Originally Posted By: Dom R
guess I should update my .signature line.
She HAS filed already. served me in Dec 2006. At the time, was full-steam ahead for getting it done.
Over time, this has mellowed out. But she still is holding on tightly to a grudge. Too tightly to reconcile with me.

She asked me to buy her out of our house. Previously, it was just because she "wanted out".
However, in the present, she says it is only because she "needs the money" to help her parents make payments on loan for their home remodelling(where she lives in the added-on rooms and pays rent), because her father just lost his job.

When I asked her, she said that was the only reason. and while she "thinks about finalizing the divorce sometimes", she says she does not have any specific plans to do so at the moment.

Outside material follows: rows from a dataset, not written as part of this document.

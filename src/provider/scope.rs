//! Lifetime scopes: a container plus the scene object that owns it.

use std::fmt;
use std::sync::{Arc, Weak};

use parking_lot::Mutex;

use crate::collection::{ContainerBuilder, Installer, ScopeDefinition};
use crate::poolable::LifecycleHandle;
use crate::prefab::{InjectContext, Prefab};
use crate::scene::{NodeId, Placement, SceneHost};
use crate::{Container, DiError, DiResult, ScopePhase};

/// A node in the scope tree.
///
/// A scope is created `Unbuilt`, runs its installers exactly once in
/// [`build`](Self::build), and is torn down by [`dispose`](Self::dispose),
/// which also disposes its child scopes and destroys its root object.
///
/// Every scope registers two things into its own container before the
/// installers run: a [`CurrentScope`] handle and, when it has one, the
/// [`SceneHost`] (as `dyn SceneHost`). Factories resolve both.
///
/// # Examples
///
/// ```rust
/// use ferrous_prefab::{installer_fn, LifetimeScope, Resolver, ScopeDefinition, ScopePhase};
///
/// let project = LifetimeScope::root(
///     None,
///     ScopeDefinition::new("Project").with_installer(installer_fn(|b| {
///         b.register_instance(String::from("settings"));
///         Ok(())
///     })),
/// );
/// project.build().unwrap();
///
/// let level = project.create_child(ScopeDefinition::new("Level"), Vec::new()).unwrap();
/// let container = level.build().unwrap();
/// assert_eq!(&*container.get_required::<String>(), "settings");
///
/// project.dispose();
/// assert_eq!(level.phase(), ScopePhase::Disposed);
/// ```
#[derive(Clone)]
pub struct LifetimeScope {
    inner: Arc<ScopeInner>,
}

pub(crate) struct ScopeInner {
    name: String,
    parent: Option<LifetimeScope>,
    host: Option<Arc<dyn SceneHost>>,
    root_node: Option<NodeId>,
    definition: ScopeDefinition,
    state: Mutex<ScopeState>,
    /// Live children, released again when they are disposed.
    children: Mutex<Vec<LifetimeScope>>,
}

enum ScopeState {
    Unbuilt { extra: Vec<Box<dyn Installer>> },
    Building,
    Built { container: Container, lifecycle: Arc<[LifecycleHandle]> },
    Disposed,
}

impl ScopeState {
    fn phase(&self) -> ScopePhase {
        match self {
            ScopeState::Unbuilt { .. } => ScopePhase::Unbuilt,
            ScopeState::Building => ScopePhase::Building,
            ScopeState::Built { .. } => ScopePhase::Built,
            ScopeState::Disposed => ScopePhase::Disposed,
        }
    }
}

impl LifetimeScope {
    fn new_scope(
        parent: Option<&LifetimeScope>,
        host: Option<Arc<dyn SceneHost>>,
        root_node: Option<NodeId>,
        definition: ScopeDefinition,
        extra: Vec<Box<dyn Installer>>,
    ) -> Self {
        let scope = LifetimeScope {
            inner: Arc::new(ScopeInner {
                name: definition.name().to_string(),
                parent: parent.cloned(),
                host,
                root_node,
                definition,
                state: Mutex::new(ScopeState::Unbuilt { extra }),
                children: Mutex::new(Vec::new()),
            }),
        };
        if let Some(parent) = parent {
            parent.inner.children.lock().push(scope.clone());
        }
        scope
    }

    /// A parentless, object-less scope such as the project-wide root.
    pub fn root(host: Option<Arc<dyn SceneHost>>, definition: ScopeDefinition) -> Self {
        Self::new_scope(None, host, None, definition, Vec::new())
    }

    /// Instantiates a scoped prefab without a parent scope.
    ///
    /// The root object is created and placed; the scope is left `Unbuilt`.
    pub fn instantiate(
        host: Arc<dyn SceneHost>,
        prefab: &Prefab,
        placement: &Placement,
        extra: Vec<Box<dyn Installer>>,
    ) -> DiResult<Self> {
        let definition = scope_of(prefab)?;
        let node = host.instantiate(prefab, placement, &InjectContext::empty())?;
        Ok(Self::new_scope(None, Some(host), Some(node), definition, extra))
    }

    /// Creates an object-less child scope.
    pub fn create_child(&self, definition: ScopeDefinition, extra: Vec<Box<dyn Installer>>) -> DiResult<Self> {
        self.require_built("create a child scope")?;
        Ok(Self::new_scope(Some(self), self.inner.host.clone(), None, definition, extra))
    }

    /// Instantiates a scoped prefab as a child of this scope.
    ///
    /// Components of the new object are constructed with this scope's
    /// container available for injection. The child is left `Unbuilt`.
    pub fn create_child_from_prefab(
        &self,
        prefab: &Prefab,
        placement: &Placement,
        extra: Vec<Box<dyn Installer>>,
    ) -> DiResult<Self> {
        let definition = scope_of(prefab)?;
        let container = self.require_built("create a child scope")?;
        let host = self.inner.host.clone().ok_or_else(|| {
            DiError::Configuration(format!("scope '{}' has no scene host to instantiate '{}'", self.inner.name, prefab.name()))
        })?;
        let node = host.instantiate(prefab, placement, &InjectContext::new(Some(&container)))?;
        Ok(Self::new_scope(Some(self), Some(host), Some(node), definition, extra))
    }

    /// Runs the definition's installers, then the extra installers passed at
    /// creation, and builds the container.
    ///
    /// Succeeds exactly once. Building twice, or building a disposed scope,
    /// fails with [`DiError::InvalidPhase`]. A failed build disposes the scope.
    pub fn build(&self) -> DiResult<Container> {
        let extra = {
            let mut state = self.inner.state.lock();
            match std::mem::replace(&mut *state, ScopeState::Building) {
                ScopeState::Unbuilt { extra } => extra,
                other => {
                    let phase = other.phase();
                    *state = other;
                    return Err(DiError::InvalidPhase {
                        scope: self.inner.name.clone(),
                        operation: "build",
                        phase,
                    });
                }
            }
        };

        match self.build_container(extra) {
            Ok((container, lifecycle)) => {
                let stored = {
                    let mut state = self.inner.state.lock();
                    if matches!(*state, ScopeState::Building) {
                        *state = ScopeState::Built { container: container.clone(), lifecycle };
                        true
                    } else {
                        false
                    }
                };
                if !stored {
                    // Disposed while building
                    container.dispose();
                    return Err(DiError::Disposed(self.inner.name.clone()));
                }
                tracing::debug!(scope = %self.inner.name, "scope built");
                Ok(container)
            }
            Err(err) => {
                tracing::debug!(scope = %self.inner.name, error = %err, "scope build failed");
                self.dispose();
                Err(err)
            }
        }
    }

    fn build_container(&self, extra: Vec<Box<dyn Installer>>) -> DiResult<(Container, Arc<[LifecycleHandle]>)> {
        let parent = match &self.inner.parent {
            Some(parent) => Some(parent.require_built("build a child scope")?),
            None => None,
        };

        let mut builder = ContainerBuilder::named(self.inner.name.clone());
        builder.register_instance(CurrentScope(Arc::downgrade(&self.inner)));
        if let Some(host) = &self.inner.host {
            builder.register_trait_instance::<dyn SceneHost>(host.clone());
            if let Some(node) = self.inner.root_node {
                builder.attach_root(host.clone(), node);
            }
        }

        self.inner.definition.install(&mut builder)?;
        for installer in &extra {
            installer.install(&mut builder)?;
        }
        drop(extra);

        let container = builder.build_with_parent(parent.as_ref())?;
        match container.lifecycle_handles() {
            Ok(handles) => Ok((container, handles.into())),
            Err(err) => {
                container.dispose();
                Err(err)
            }
        }
    }

    fn require_built(&self, operation: &'static str) -> DiResult<Container> {
        match &*self.inner.state.lock() {
            ScopeState::Built { container, .. } => Ok(container.clone()),
            other => Err(DiError::InvalidPhase {
                scope: self.inner.name.clone(),
                operation,
                phase: other.phase(),
            }),
        }
    }

    /// The built container.
    pub fn container(&self) -> DiResult<Container> {
        self.require_built("resolve")
    }

    /// Spawn/despawn handles of this scope's own registrations, in
    /// registration order.
    pub fn lifecycle_handles(&self) -> DiResult<Arc<[LifecycleHandle]>> {
        match &*self.inner.state.lock() {
            ScopeState::Built { lifecycle, .. } => Ok(lifecycle.clone()),
            other => Err(DiError::InvalidPhase {
                scope: self.inner.name.clone(),
                operation: "read lifecycle handles",
                phase: other.phase(),
            }),
        }
    }

    pub fn phase(&self) -> ScopePhase {
        self.inner.state.lock().phase()
    }

    pub fn name(&self) -> &str {
        &self.inner.name
    }

    pub fn parent(&self) -> Option<&LifetimeScope> {
        self.inner.parent.as_ref()
    }

    pub fn host(&self) -> Option<&Arc<dyn SceneHost>> {
        self.inner.host.as_ref()
    }

    /// The scene object this scope was instantiated with, if any.
    pub fn root_node(&self) -> Option<NodeId> {
        self.inner.root_node
    }

    pub fn ptr_eq(&self, other: &LifetimeScope) -> bool {
        Arc::ptr_eq(&self.inner, &other.inner)
    }

    /// Disposes child scopes (newest first), then this scope's container,
    /// then destroys the root object. Idempotent.
    ///
    /// A parent keeps its children alive until they are disposed, so
    /// dropping every handle to a child does not skip its teardown.
    pub fn dispose(&self) {
        let previous = std::mem::replace(&mut *self.inner.state.lock(), ScopeState::Disposed);
        if matches!(previous, ScopeState::Disposed) {
            return;
        }

        if let Some(parent) = &self.inner.parent {
            parent.inner.children.lock().retain(|child| !child.ptr_eq(self));
        }

        let children = std::mem::take(&mut *self.inner.children.lock());
        for child in children.iter().rev() {
            child.dispose();
        }

        if let ScopeState::Built { container, .. } = previous {
            container.dispose();
        }
        if let (Some(host), Some(node)) = (&self.inner.host, self.inner.root_node) {
            host.destroy(node);
        }
        tracing::debug!(scope = %self.inner.name, "scope disposed");
    }
}

fn scope_of(prefab: &Prefab) -> DiResult<ScopeDefinition> {
    prefab.scope().cloned().ok_or_else(|| {
        DiError::Configuration(format!("prefab '{}' has no scope definition", prefab.name()))
    })
}

impl fmt::Debug for LifetimeScope {
    fn fmt(&self, f: &mut fmt::Formatter<'_>) -> fmt::Result {
        f.debug_struct("LifetimeScope")
            .field("name", &self.inner.name)
            .field("phase", &self.phase())
            .field("root_node", &self.inner.root_node)
            .finish()
    }
}

/// Weak handle to the scope that owns a container, registered into every
/// scope's container.
///
/// ```rust
/// use ferrous_prefab::{CurrentScope, LifetimeScope, Resolver, ScopeDefinition};
///
/// let scope = LifetimeScope::root(None, ScopeDefinition::new("Root"));
/// let container = scope.build().unwrap();
/// let current = container.get_required::<CurrentScope>().get().unwrap();
/// assert!(current.ptr_eq(&scope));
/// ```
#[derive(Clone)]
pub struct CurrentScope(Weak<ScopeInner>);

impl CurrentScope {
    /// The owning scope, unless it has been dropped.
    pub fn get(&self) -> Option<LifetimeScope> {
        self.0.upgrade().map(|inner| LifetimeScope { inner })
    }
}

'course, the last time we spoke about her intentions, she wasnt actively dating a guy in the same timezone. So I dont know whether she still has no plans to do so.
double-ugh.



Dom, the last line here is something that's been rolling around in my head since I read it. My wife recently told me in an email "I have not asked them to prepare a divorce filing at this time." She's friendly at times but communication has been slowly eroding away. Nor can I really count on her to get things done that she says she'll do or is required to do.

So what gets me about my situation and yours a bit too is why? If it was all so bad that they had to start down this path, why after heading down it is there a seemly uncertainty to walking the path. Along with that then if they aren't certain of this way why are they not certain of the other path called reconciliation?

Its definitely frustrating for both of us because our situations have been going on for so long. Yet we stand and we should be proud of ourselves for holding to our commitments in the face of such uncertainty.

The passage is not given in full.